The keeper dives left 44% of the time, right 44%, and stays central just 12% — generous to the keeper compared with the real research below. Corners are harder to save but easier to miss; the center is easy to hit and usually vacated. That tension is the whole game of penalties.

The strangest fact in football: keepers should stand still more

A famous 2007 study by Michael Bar-Eli and colleagues analyzed hundreds of professional penalties and found that keepers dived left or right about 94% of the time — yet staying in the center would have stopped more shots, because a meaningful share of kicks go straight down the middle. Why don't keepers stay? The researchers called it action bias: a keeper who dives and concedes looks heroic; a keeper who stands still and concedes looks asleep. The same psychology shows up in medicine, investing, and management — doing something feels safer than doing the optimal nothing. Penalty kicks are the cleanest natural experiment behavioral economics ever got.

Why the shooter doesn't always aim center, then

If the center converts best, why do pros keep aiming for corners? Partly because the equilibrium shifts: if everyone shot central, keepers would start standing still. Game theorists have shown professional penalty takers mix their targets in close-to-optimal proportions — penalties are a live game of rock-paper-scissors played at 70 mph. And partly it's the mirror of action bias: a striker whose central penalty is saved by a stationary keeper has found the one way to make a missed penalty feel worse.

The live win-probability meter

After every kick, the meter recomputes your chance of winning the shootout from the current state: kicks remaining on each side, the score gap, and the professional average of roughly 75% conversion per kick, with sudden death as an even coin flip. Watch what a first-kick miss does to it — that single number explains why managers agonize over their kicker order. (The consensus from the data: put strong takers first and fifth, and never save your best for a kick that may never come.)

What the model leaves out

Real shootouts have exhausted legs, screaming crowds, gamesmanship on the goal line, and kickers who have studied each other's habits for weeks. Our keeper doesn't read scouting reports and our striker's legs never get tired. Treat the percentages as the honest skeleton of the real thing — and treat your 5-for-5 performance as fully bragging-rights eligible anyway.

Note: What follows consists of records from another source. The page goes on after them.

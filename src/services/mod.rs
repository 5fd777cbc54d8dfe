//! Services for the Linkstash API
//!
//! This module contains business logic shared by resolvers and the route
//! layer: token issuance/verification, identity-provider adapters, lazy tag
//! resolution, and best-effort page metadata scraping.

pub mod auth;
pub mod identity;
pub mod page_meta;
pub mod tags;

pub use auth::{AuthConfig, AuthService};
pub use identity::{GithubProvider, IdentityProvider, IdentityProviders, Profile};
pub use page_meta::{HttpPageMetadataFetcher, PageMetadata, PageMetadataFetcher};
pub use tags::TagService;
//! Tag repository

use async_trait::async_trait;
use bson::oid::ObjectId;
use bson::{doc, Bson, Regex};
use futures_util::TryStreamExt;
use mongodb::options::FindOptions;
use mongodb::{Collection, Database};

use super::escape_regex;
use crate::error::ApiResult;
use crate::models::Tag;

/// Storage operations for tag documents
#[cfg_attr(test, mockall::automock)]
#[async_trait]
pub trait TagRepository: Send + Sync {
    /// Batch point-lookup by id; missing ids are simply absent from the result
    async fn find_by_ids(&self, ids: &[ObjectId]) -> ApiResult<Vec<Tag>>;

    /// Find a tag by its deduplication key
    async fn find_by_lowercase_name(&self, lowercase_name: &str) -> ApiResult<Option<Tag>>;

    /// Case-insensitive prefix search over tag names
    async fn search_prefix(&self, prefix: &str, limit: i64) -> ApiResult<Vec<Tag>>;

    /// Insert a new tag document
    async fn insert(&self, tag: &Tag) -> ApiResult<()>;
}

/// MongoDB implementation of [`TagRepository`]
#[derive(Clone)]
pub struct MongoTagRepository {
    collection: Collection<Tag>,
}

impl MongoTagRepository {
    pub fn new(db: &Database) -> Self {
        Self {
            collection: db.collection("tags"),
        }
    }
}

#[async_trait]
impl TagRepository for MongoTagRepository {
    async fn find_by_ids(&self, ids: &[ObjectId]) -> ApiResult<Vec<Tag>> {
        let cursor = self
            .collection
            .find(doc! { "_id": { "$in": ids.to_vec() } })
            .await?;
        Ok(cursor.try_collect().await?)
    }

    async fn find_by_lowercase_name(&self, lowercase_name: &str) -> ApiResult<Option<Tag>> {
        Ok(self
            .collection
            .find_one(doc! { "lowercaseName": lowercase_name })
            .await?)
    }

    async fn search_prefix(&self, prefix: &str, limit: i64) -> ApiResult<Vec<Tag>> {
        // Prefix search against the lowercased name so the index (and not a
        // case-insensitive scan) can serve it.
        let pattern = Regex {
            pattern: format!("^{}", escape_regex(&prefix.to_lowercase())),
            options: String::new(),
        };

        let options = FindOptions::builder().limit(limit).build();
        let cursor = self
            .collection
            .find(doc! { "lowercaseName": Bson::RegularExpression(pattern) })
            .with_options(options)
            .await?;

        Ok(cursor.try_collect().await?)
    }

    async fn insert(&self, tag: &Tag) -> ApiResult<()> {
        self.collection.insert_one(tag).await?;
        Ok(())
    }
}
//! Document store repository layer
//!
//! This module centralizes all MongoDB access behind repository traits so
//! resolvers, loaders, and services never touch collections directly. The
//! traits are the test seam: integration tests run the schema against fake
//! implementations, no running database required.

pub mod link;
pub mod tag;
pub mod user;

pub use link::{LinkRepository, MongoLinkRepository};
pub use tag::{MongoTagRepository, TagRepository};
pub use user::{MongoUserRepository, UserRepository};

/// Escape regex metacharacters in a user-supplied search prefix
pub(crate) fn escape_regex(input: &str) -> String {
    let mut escaped = String::with_capacity(input.len());
    for ch in input.chars() {
        if matches!(
            ch,
            '.' | '^' | '$' | '*' | '+' | '?' | '(' | ')' | '[' | ']' | '{' | '}' | '|' | '\\'
        ) {
            escaped.push('\\');
        }
        escaped.push(ch);
    }
    escaped
}
//! Link repository

use async_trait::async_trait;
use bson::oid::ObjectId;
use bson::{doc, Document};
use futures_util::TryStreamExt;
use mongodb::options::FindOptions;
use mongodb::{Collection, Database};

use crate::error::ApiResult;
use crate::models::{Comment, Link, LinkSearchCriteria};

/// Storage operations for link documents
#[cfg_attr(test, mockall::automock)]
#[async_trait]
pub trait LinkRepository: Send + Sync {
    /// Find a link by its id
    async fn find_by_id(&self, id: ObjectId) -> ApiResult<Option<Link>>;

    /// Find a link by its URL (URLs are unique)
    async fn find_by_url(&self, url: &str) -> ApiResult<Option<Link>>;

    /// Search links by owner/tags with ordering and pagination.
    ///
    /// The criteria are assumed validated: the limit is already capped and
    /// order fields already allow-listed by the caller.
    async fn search(&self, criteria: &LinkSearchCriteria) -> ApiResult<Vec<Link>>;

    /// Insert a new link document
    async fn insert(&self, link: &Link) -> ApiResult<()>;

    /// Overwrite a link's url and tags
    async fn update_fields(&self, id: ObjectId, url: &str, tags: &[ObjectId]) -> ApiResult<()>;

    /// Append an embedded comment
    async fn push_comment(&self, link_id: ObjectId, comment: &Comment) -> ApiResult<()>;

    /// Remove an embedded comment; returns whether a comment was removed
    async fn pull_comment(&self, link_id: ObjectId, comment_id: ObjectId) -> ApiResult<bool>;

    /// Record a vote. Uses a set update, so re-adding an existing vote is a
    /// no-op at the storage level; the resolver rejects duplicates first.
    async fn add_vote(&self, link_id: ObjectId, user_id: ObjectId) -> ApiResult<()>;

    /// Delete a link; returns whether a document was deleted
    async fn delete(&self, id: ObjectId) -> ApiResult<bool>;
}

/// MongoDB implementation of [`LinkRepository`]
#[derive(Clone)]
pub struct MongoLinkRepository {
    collection: Collection<Link>,
}

impl MongoLinkRepository {
    pub fn new(db: &Database) -> Self {
        Self {
            collection: db.collection("links"),
        }
    }
}

fn search_filter(criteria: &LinkSearchCriteria) -> Document {
    let mut filter = Document::new();
    if let Some(owner) = criteria.owner {
        filter.insert("owner", owner);
    }
    if !criteria.tags.is_empty() {
        filter.insert("tags", doc! { "$in": criteria.tags.clone() });
    }
    filter
}

fn search_sort(criteria: &LinkSearchCriteria) -> Document {
    let mut sort = Document::new();
    for (field, descending) in &criteria.order {
        sort.insert(field.as_str(), if *descending { -1 } else { 1 });
    }
    sort
}

#[async_trait]
impl LinkRepository for MongoLinkRepository {
    async fn find_by_id(&self, id: ObjectId) -> ApiResult<Option<Link>> {
        Ok(self.collection.find_one(doc! { "_id": id }).await?)
    }

    async fn find_by_url(&self, url: &str) -> ApiResult<Option<Link>> {
        Ok(self.collection.find_one(doc! { "url": url }).await?)
    }

    async fn search(&self, criteria: &LinkSearchCriteria) -> ApiResult<Vec<Link>> {
        let options = FindOptions::builder()
            .sort(search_sort(criteria))
            .skip(criteria.skip)
            .limit(criteria.limit)
            .build();

        let cursor = self
            .collection
            .find(search_filter(criteria))
            .with_options(options)
            .await?;

        Ok(cursor.try_collect().await?)
    }

    async fn insert(&self, link: &Link) -> ApiResult<()> {
        self.collection.insert_one(link).await?;
        Ok(())
    }

    async fn update_fields(&self, id: ObjectId, url: &str, tags: &[ObjectId]) -> ApiResult<()> {
        self.collection
            .update_one(
                doc! { "_id": id },
                doc! { "$set": { "url": url, "tags": tags.to_vec() } },
            )
            .await?;
        Ok(())
    }

    async fn push_comment(&self, link_id: ObjectId, comment: &Comment) -> ApiResult<()> {
        self.collection
            .update_one(
                doc! { "_id": link_id },
                doc! { "$push": { "comments": bson::to_bson(comment)? } },
            )
            .await?;
        Ok(())
    }

    async fn pull_comment(&self, link_id: ObjectId, comment_id: ObjectId) -> ApiResult<bool> {
        let result = self
            .collection
            .update_one(
                doc! { "_id": link_id },
                doc! { "$pull": { "comments": { "id": comment_id } } },
            )
            .await?;
        Ok(result.modified_count > 0)
    }

    async fn add_vote(&self, link_id: ObjectId, user_id: ObjectId) -> ApiResult<()> {
        self.collection
            .update_one(
                doc! { "_id": link_id },
                doc! { "$addToSet": { "votes": user_id } },
            )
            .await?;
        Ok(())
    }

    async fn delete(&self, id: ObjectId) -> ApiResult<bool> {
        let result = self.collection.delete_one(doc! { "_id": id }).await?;
        Ok(result.deleted_count > 0)
    }
}
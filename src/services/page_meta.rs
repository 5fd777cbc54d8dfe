//! Best-effort page metadata scraping
//!
//! `createLink` enriches new links with the target page's title, description,
//! and preview image when they can be fetched cheaply. Every failure mode
//! (unreachable host, non-HTML body, oversized page) degrades to `None`;
//! creating a link never fails because of metadata.

use std::time::Duration;

use async_trait::async_trait;

/// Maximum number of bytes of HTML we are willing to scan
const MAX_BODY_BYTES: usize = 256 * 1024;

/// Fetch timeout for the target page
const FETCH_TIMEOUT: Duration = Duration::from_secs(10);

/// Metadata scraped from a link's target page
#[derive(Debug, Clone, Default, PartialEq, Eq)]
pub struct PageMetadata {
    pub title: Option<String>,
    pub description: Option<String>,
    pub image_url: Option<String>,
}

/// Source of page metadata for newly created links
#[cfg_attr(test, mockall::automock)]
#[async_trait]
pub trait PageMetadataFetcher: Send + Sync {
    /// Fetch metadata for the given URL; `None` on any failure
    async fn fetch(&self, url: &str) -> Option<PageMetadata>;
}

/// HTTP implementation reading the page's `<title>` and OpenGraph meta tags
pub struct HttpPageMetadataFetcher {
    http: reqwest::Client,
}

impl HttpPageMetadataFetcher {
    pub fn new() -> Self {
        let http = reqwest::Client::builder()
            .timeout(FETCH_TIMEOUT)
            .build()
            .unwrap_or_default();
        Self { http }
    }
}

impl Default for HttpPageMetadataFetcher {
    fn default() -> Self {
        Self::new()
    }
}

#[async_trait]
impl PageMetadataFetcher for HttpPageMetadataFetcher {
    async fn fetch(&self, url: &str) -> Option<PageMetadata> {
        let response = self
            .http
            .get(url)
            .header(reqwest::header::USER_AGENT, "linkstash-api")
            .send()
            .await
            .ok()?
            .error_for_status()
            .ok()?;

        let mut body = response.text().await.ok()?;
        if body.len() > MAX_BODY_BYTES {
            let mut cut = MAX_BODY_BYTES;
            while !body.is_char_boundary(cut) {
                cut -= 1;
            }
            body.truncate(cut);
        }

        let metadata = extract_metadata(&body);
        if metadata == PageMetadata::default() {
            tracing::debug!(url, "no page metadata found");
        }
        Some(metadata)
    }
}

/// Pull title/description/image out of an HTML document.
///
/// OpenGraph tags win over the plain `<title>`/description fallbacks, which
/// is what the sharing-preview crowd of sites optimizes for anyway.
fn extract_metadata(html: &str) -> PageMetadata {
    PageMetadata {
        title: meta_content(html, "og:title").or_else(|| html_title(html)),
        description: meta_content(html, "og:description")
            .or_else(|| meta_content(html, "description")),
        image_url: meta_content(html, "og:image"),
    }
}

/// Extract the text of the document's `<title>` element
fn html_title(html: &str) -> Option<String> {
    // ASCII-only lowercasing keeps byte offsets valid for slicing `html`;
    // full Unicode lowercasing can change byte lengths.
    let lower = html.to_ascii_lowercase();
    let open = lower.find("<title")?;
    let content_start = open + lower[open..].find('>')? + 1;
    let content_end = content_start + lower[content_start..].find("</title")?;

    let title = html[content_start..content_end].trim();
    (!title.is_empty()).then(|| title.to_string())
}

/// Find the `content` attribute of the meta tag whose `property` or `name`
/// attribute equals `key`
fn meta_content(html: &str, key: &str) -> Option<String> {
    let lower = html.to_ascii_lowercase();
    let mut search_from = 0;

    while let Some(offset) = lower[search_from..].find("<meta") {
        let tag_start = search_from + offset;
        let tag_end = match lower[tag_start..].find('>') {
            Some(end) => tag_start + end,
            None => break,
        };

        let tag = &html[tag_start..tag_end];
        let names_match = attr_value(tag, "property").as_deref() == Some(key)
            || attr_value(tag, "name").as_deref() == Some(key);

        if names_match {
            if let Some(content) = attr_value(tag, "content") {
                let content = content.trim();
                if !content.is_empty() {
                    return Some(content.to_string());
                }
            }
        }

        search_from = tag_end;
    }

    None
}

/// Read a double-quoted attribute value out of a single tag's text
fn attr_value(tag: &str, attr: &str) -> Option<String> {
    let lower = tag.to_ascii_lowercase();
    let needle = format!("{attr}=\"");
    let start = lower.find(&needle)? + needle.len();
    let end = start + tag[start..].find('"')?;
    Some(tag[start..end].to_string())
}
//! Sample data builders shared by the integration tests

use bson::oid::ObjectId;
use chrono::{Duration, Utc};

use linkstash_api::models::{Comment, Link, Tag, User};

pub fn alice() -> User {
    User::new("alice@example.com", "Alice")
}

pub fn bob() -> User {
    User::new("bob@example.com", "Bob")
}

pub fn link(url: &str, owner: &User) -> Link {
    Link::new(url, owner.id)
}

/// A link created `age_days` days in the past, for ordering tests
pub fn aged_link(url: &str, owner: &User, age_days: i64) -> Link {
    let mut link = Link::new(url, owner.id);
    link.created_at = Utc::now() - Duration::days(age_days);
    link
}

pub fn link_with_votes(url: &str, owner: &User, voters: &[ObjectId]) -> Link {
    let mut link = Link::new(url, owner.id);
    link.votes = voters.to_vec();
    link
}

pub fn link_with_comment(url: &str, owner: &User, author: &User, text: &str) -> (Link, Comment) {
    let mut link = Link::new(url, owner.id);
    let comment = Comment::new(author.id, text);
    link.comments.push(comment.clone());
    (link, comment)
}

pub fn tag(name: &str) -> Tag {
    Tag::new(name)
}
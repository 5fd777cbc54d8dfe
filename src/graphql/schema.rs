//! GraphQL schema builder
//!
//! Entity resolver modules are merged into the roots through explicit
//! `MergedObject` lists in `query::Query` and `mutation::Mutation`; a field
//! name declared by two modules is a build-time error, never a silent
//! overwrite.

use std::sync::Arc;

use async_graphql::{EmptySubscription, Schema};

use super::mutation::Mutation;
use super::query::Query;
use crate::repositories::{LinkRepository, TagRepository, UserRepository};
use crate::services::{AuthService, IdentityProviders, PageMetadataFetcher, TagService};

/// The Linkstash GraphQL schema type
pub type LinkstashSchema = Schema<Query, Mutation, EmptySubscription>;

/// Builder assembling the schema with its required collaborators
pub struct SchemaBuilder {
    links: Option<Arc<dyn LinkRepository>>,
    tags: Option<Arc<dyn TagRepository>>,
    users: Option<Arc<dyn UserRepository>>,
    auth_service: Option<AuthService>,
    identity_providers: IdentityProviders,
    page_meta: Option<Arc<dyn PageMetadataFetcher>>,
}

impl SchemaBuilder {
    pub fn new() -> Self {
        Self {
            links: None,
            tags: None,
            users: None,
            auth_service: None,
            identity_providers: IdentityProviders::new(),
            page_meta: None,
        }
    }

    pub fn links(mut self, links: Arc<dyn LinkRepository>) -> Self {
        self.links = Some(links);
        self
    }

    pub fn tags(mut self, tags: Arc<dyn TagRepository>) -> Self {
        self.tags = Some(tags);
        self
    }

    pub fn users(mut self, users: Arc<dyn UserRepository>) -> Self {
        self.users = Some(users);
        self
    }

    pub fn auth_service(mut self, auth_service: AuthService) -> Self {
        self.auth_service = Some(auth_service);
        self
    }

    /// Set the identity provider registry used by the login mutation
    pub fn identity_providers(mut self, identity_providers: IdentityProviders) -> Self {
        self.identity_providers = identity_providers;
        self
    }

    /// Set the page metadata fetcher used by createLink
    pub fn page_meta(mut self, page_meta: Arc<dyn PageMetadataFetcher>) -> Self {
        self.page_meta = Some(page_meta);
        self
    }

    /// Build the schema with all configured collaborators
    ///
    /// # Panics
    /// Panics if a required collaborator (repositories, auth service, page
    /// metadata fetcher) is not configured
    pub fn build(self) -> LinkstashSchema {
        let links = self.links.expect("link repository is required");
        let tags = self.tags.expect("tag repository is required");
        let users = self.users.expect("user repository is required");
        let auth_service = self.auth_service.expect("auth service is required");
        let page_meta = self.page_meta.expect("page metadata fetcher is required");

        Schema::build(Query::default(), Mutation::default(), EmptySubscription)
            .data(TagService::new(tags.clone()))
            .data(links)
            .data(tags)
            .data(users)
            .data(auth_service)
            .data(self.identity_providers)
            .data(page_meta)
            .finish()
    }
}

impl Default for SchemaBuilder {
    fn default() -> Self {
        Self::new()
    }
}
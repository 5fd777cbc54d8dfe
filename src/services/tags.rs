//! Lazy tag resolution
//!
//! Tag names referenced by `createLink`/`editLink` are resolved to tag ids,
//! creating missing tags on first reference. Deduplication is by lowercased
//! name, so "Rust" and "rust" resolve to the same tag.

use std::sync::Arc;

use bson::oid::ObjectId;

use crate::error::ApiResult;
use crate::models::Tag;
use crate::repositories::TagRepository;

/// Resolves tag names to ids, creating tags lazily
#[derive(Clone)]
pub struct TagService {
    tags: Arc<dyn TagRepository>,
}

impl TagService {
    pub fn new(tags: Arc<dyn TagRepository>) -> Self {
        Self { tags }
    }

    /// Resolve the given names to tag ids, in input order.
    ///
    /// Names are matched case-insensitively; a name with no existing tag gets
    /// one created, preserving the caller's casing in the display name.
    pub async fn resolve_names(&self, names: &[String]) -> ApiResult<Vec<ObjectId>> {
        let mut ids = Vec::with_capacity(names.len());

        for name in names {
            let lowercase = name.to_lowercase();
            let id = match self.tags.find_by_lowercase_name(&lowercase).await? {
                Some(tag) => tag.id,
                None => {
                    let tag = Tag::new(name.clone());
                    self.tags.insert(&tag).await?;
                    tracing::debug!(tag = %tag.name, "created tag on first reference");
                    tag.id
                }
            };
            ids.push(id);
        }

        Ok(ids)
    }
}
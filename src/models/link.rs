//! Link and embedded comment documents

use bson::oid::ObjectId;
use bson::serde_helpers::chrono_datetime_as_bson_datetime;
use chrono::{DateTime, Utc};
use serde::{Deserialize, Serialize};

/// A shared bookmark, owned by the user who submitted it
#[derive(Debug, Clone, Serialize, Deserialize)]
#[serde(rename_all = "camelCase")]
pub struct Link {
    #[serde(rename = "_id")]
    pub id: ObjectId,

    /// Target URL, unique across all links
    pub url: String,

    /// Page title scraped from the target, if available
    #[serde(skip_serializing_if = "Option::is_none")]
    pub title: Option<String>,

    /// Page description scraped from the target, if available
    #[serde(skip_serializing_if = "Option::is_none")]
    pub description: Option<String>,

    /// Preview image URL scraped from the target, if available
    #[serde(skip_serializing_if = "Option::is_none")]
    pub image_url: Option<String>,

    #[serde(with = "chrono_datetime_as_bson_datetime")]
    pub created_at: DateTime<Utc>,

    /// Submitting user; only the owner may edit or remove the link
    pub owner: ObjectId,

    /// Ids of users who voted for this link; at most one entry per user
    pub votes: Vec<ObjectId>,

    /// Embedded comments
    pub comments: Vec<Comment>,

    /// Ids of associated tags
    pub tags: Vec<ObjectId>,
}

impl Link {
    /// Create a new link with empty votes/comments/tags
    pub fn new(url: impl Into<String>, owner: ObjectId) -> Self {
        Self {
            id: ObjectId::new(),
            url: url.into(),
            title: None,
            description: None,
            image_url: None,
            created_at: Utc::now(),
            owner,
            votes: Vec::new(),
            comments: Vec::new(),
            tags: Vec::new(),
        }
    }

    /// Whether the given user already voted for this link
    pub fn has_vote_from(&self, user_id: &ObjectId) -> bool {
        self.votes.contains(user_id)
    }

    /// Find an embedded comment by id
    pub fn comment(&self, comment_id: &ObjectId) -> Option<&Comment> {
        self.comments.iter().find(|c| c.id == *comment_id)
    }
}

/// A comment embedded inside a link document
#[derive(Debug, Clone, Serialize, Deserialize)]
#[serde(rename_all = "camelCase")]
pub struct Comment {
    pub id: ObjectId,

    /// Authoring user; only the author may remove the comment
    pub user: ObjectId,

    #[serde(with = "chrono_datetime_as_bson_datetime")]
    pub created_at: DateTime<Utc>,

    pub text: String,
}

impl Comment {
    pub fn new(user: ObjectId, text: impl Into<String>) -> Self {
        Self {
            id: ObjectId::new(),
            user,
            created_at: Utc::now(),
            text: text.into(),
        }
    }
}

/// Fields links may be ordered by in a search
#[derive(Debug, Clone, Copy, PartialEq, Eq)]
pub enum LinkOrderField {
    CreatedAt,
    Votes,
}

impl LinkOrderField {
    /// BSON document field name backing this order option
    pub fn as_str(&self) -> &'static str {
        match self {
            LinkOrderField::CreatedAt => "createdAt",
            LinkOrderField::Votes => "votes",
        }
    }

    /// Parse an order field name, rejecting anything outside the allow-list
    pub fn parse(field: &str) -> Option<Self> {
        match field {
            "createdAt" => Some(LinkOrderField::CreatedAt),
            "votes" => Some(LinkOrderField::Votes),
            _ => None,
        }
    }
}

/// Validated search criteria handed to the link repository
#[derive(Debug, Clone)]
pub struct LinkSearchCriteria {
    /// Number of records to skip
    pub skip: u64,

    /// Maximum number of records to return (already capped by the resolver)
    pub limit: i64,

    /// Restrict to links owned by this user
    pub owner: Option<ObjectId>,

    /// Restrict to links carrying at least one of these tags
    pub tags: Vec<ObjectId>,

    /// Ordering, applied in sequence; `true` means descending
    pub order: Vec<(LinkOrderField, bool)>,
}

impl Default for LinkSearchCriteria {
    fn default() -> Self {
        Self {
            skip: 0,
            limit: 20,
            owner: None,
            tags: Vec::new(),
            order: vec![(LinkOrderField::CreatedAt, true)],
        }
    }
}
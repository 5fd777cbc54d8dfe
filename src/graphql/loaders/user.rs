//! User DataLoader for batched fetching

use std::collections::HashMap;
use std::sync::Arc;

use async_graphql::dataloader::Loader;
use bson::oid::ObjectId;

use crate::error::ApiError;
use crate::models::User;
use crate::repositories::UserRepository;

/// DataLoader batching user point-lookups by id
#[derive(Clone)]
pub struct UserLoader {
    users: Arc<dyn UserRepository>,
}

impl UserLoader {
    pub fn new(users: Arc<dyn UserRepository>) -> Self {
        Self { users }
    }
}

impl Loader<ObjectId> for UserLoader {
    type Value = User;
    type Error = Arc<ApiError>;

    async fn load(&self, keys: &[ObjectId]) -> Result<HashMap<ObjectId, Self::Value>, Self::Error> {
        // Guard against empty keys to avoid an unnecessary storage call
        if keys.is_empty() {
            return Ok(HashMap::new());
        }

        let users = self.users.find_by_ids(keys).await.map_err(Arc::new)?;
        Ok(users.into_iter().map(|u| (u.id, u)).collect())
    }
}
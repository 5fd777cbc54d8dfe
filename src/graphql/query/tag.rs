//! Tag queries

use std::sync::Arc;

use async_graphql::{Context, ErrorExtensions, Object, Result};

use crate::graphql::guards::AuthGuard;
use crate::graphql::pagination::MAX_TAG_RESULTS;
use crate::graphql::types::Tag;
use crate::repositories::TagRepository;

/// Tag search queries
#[derive(Default)]
pub struct TagQuery;

#[Object]
impl TagQuery {
    /// Search tags by case-insensitive name prefix, returning at most 10
    #[graphql(guard = "AuthGuard")]
    async fn search_tags(&self, ctx: &Context<'_>, filter: String) -> Result<Vec<Tag>> {
        let repo = ctx.data::<Arc<dyn TagRepository>>()?;
        let tags = repo
            .search_prefix(&filter, MAX_TAG_RESULTS)
            .await
            .map_err(|e| e.extend())?;
        Ok(tags.into_iter().map(Tag::from).collect())
    }
}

Frequently asked questions

What percentage of penalty kicks are scored?

Around 75% across professional football, and slightly lower in shootouts (roughly 70%), where pressure is highest. Placement changes everything: well-struck low-corner penalties convert at high rates, and shots down the middle score surprisingly often — because keepers almost never stay there.

Should you shoot down the middle?

Statistically it's one of the best options: research on hundreds of professional penalties found keepers stay in the center only about 6% of the time, so a firm central shot usually meets an empty net. Players avoid it anyway — a saved central penalty looks embarrassing, and economists call the keepers' side of this 'action bias': diving feels better than standing still, even when standing still is the smarter play.

How does this simulator decide if a kick goes in?

Each zone has a miss chance (skying a top-corner attempt is a real risk), the keeper picks a direction using realistic dive frequencies, and if the keeper guesses your side there's a save chance that depends on how reachable the shot is. The full model — every number — is documented lower on this page.

Does going first in a shootout matter?

It's genuinely debated. A well-known study found teams shooting first win about 60% of shootouts, attributing it to pressure on the trailing team; later research with bigger datasets found a much smaller or negligible effect. What's not debated: kicks taken when a miss means elimination convert at noticeably lower rates. Pressure is real.

Is the win probability meter real math?

Yes — it recomputes after every kick using the actual state of the shootout (kicks remaining on each side and the score gap), assuming the professional average of about 75% conversion for every remaining kick, with sudden death treated as a coin-flip between equal teams. It's the same kind of live win-probability model broadcasters use, simplified and shown honestly.